Madi wrote: Mark Wilson has yet again written an emotive, soulful book that really makes you think. The themes of war and friendship were intertwined really well as each theme made the other shine. Talking about "shine', the illustrations were amazing. I loved the impressionistic feel to them and the vibrance of the colours added light to such a dark topic that is war......
Amber wrote:Kokoda, a very famous trail in Papua New Guinea, has had many different stories written about it, but one very well written story is "Angel of Kokoda" by Mark the story, the use of colour made a big difference and helped me understand the story better...especially the way black and white were used for emotion.
Rylee reflected: Kari and the soldier struggled through the jungle, over rocks and through the mud until they finally stopped, tired and sweating. A butterfly landed on the soldier's wounds as his breathing became lighter and lighter...a beautiful story about friendship and bravery woven together!
Carley thought: Combining the black and white images with the colourful ones was very clever as it told us which action reminded Kari of his mother....some images stood out to me such as butterflies and angels. These symbols represent a new life and freedom.
From Caitie: The author, Mark Wilson, made great use of effective action language such as "trickled","emerged" and "fluttered."
And Mairead:As sad as the story seems, the saddest, most symbolic and moving part for me was when the butterfly was like the dead soldier's spirit flying into heaven.

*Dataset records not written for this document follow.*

//! Launch schedule types and filtering.
//!
//! The backend filters `/launch_schedule` server-side from query parameters;
//! the same filter can be applied locally to an already fetched list.

use crate::model::Location;
use chrono::NaiveDate;
use serde::{Deserialize, Serialize};

/// Date format used in schedule query parameters and payloads.
pub const SCHEDULE_DATE_FORMAT: &str = "%Y-%m-%d";

/// One scheduled launch.
#[derive(Debug, Clone, PartialEq, Serialize, Deserialize)]
pub struct LaunchEntry {
    pub id: u64,
    pub site: String,
    pub date: NaiveDate,
    /// Local launch time, `HH:MM`.
    pub time: String,
    pub status: String,
    #[serde(default)]
    pub mission: Option<String>,
    #[serde(default)]
    pub rocket: Option<String>,
    #[serde(default)]
    pub customer: Option<String>,
}

/// Optional constraints on the schedule. Date bounds are inclusive.
#[derive(Debug, Clone, Default, PartialEq)]
pub struct ScheduleFilter {
    pub site: Option<Location>,
    pub start_date: Option<NaiveDate>,
    pub end_date: Option<NaiveDate>,
    pub status: Option<String>,
}

impl ScheduleFilter {
    /// Query parameters for `/launch_schedule`, in a stable order.
    pub fn query_pairs(&self) -> Vec<(&'static str, String)> {
        let mut pairs = Vec::new();
        if let Some(site) = self.site {
            pairs.push(("site", site.as_str().to_string()));
        }
        if let Some(start) = self.start_date {
            pairs.push(("startDate", start.format(SCHEDULE_DATE_FORMAT).to_string()));
        }
        if let Some(end) = self.end_date {
            pairs.push(("endDate", end.format(SCHEDULE_DATE_FORMAT).to_string()));
        }
        if let Some(status) = &self.status {
            pairs.push(("status", status.clone()));
        }
        pairs
    }

    pub fn matches(&self, entry: &LaunchEntry) -> bool {
        self.site.is_none_or(|site| entry.site == site.as_str())
            && self.start_date.is_none_or(|start| entry.date >= start)
            && self.end_date.is_none_or(|end| entry.date <= end)
            && self.status.as_ref().is_none_or(|status| &entry.status == status)
    }

    /// Keeps matching entries, soonest first.
    pub fn apply(&self, entries: Vec<LaunchEntry>) -> Vec<LaunchEntry> {
        let mut kept: Vec<LaunchEntry> = entries.into_iter().filter(|e| self.matches(e)).collect();
        kept.sort_by(|a, b| (a.date, &a.time, a.id).cmp(&(b.date, &b.time, b.id)));
        kept
    }
}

  1. Congratulations Senior MY!
    Your reflections are magnificent. I enjoyed reading your thoughts as much as I enjoyed reading the story. It is very powerful with it's message and symbolism. I always cry when I read this story to my class. Thank you for sharing such deep and emotive reflections.
    Mrs Verona Gridley

  2. Amazing Senior MY,
    Your reponse to this captivating and powerful text reflects your empathy for those who walked and experienced the Kokoda Trail. Mark Wilson would be moved by your understanding of his message but also be amazed by your observations of his literary skills.
    The bravery and friendships forged on the Kokoda Trail are entrenched in the fabric of our connection with our history.Literature is a dynamic and powerful way to share the narrative of that history. You have taken away so much learning that you can apply to future experiences of literature. Well done.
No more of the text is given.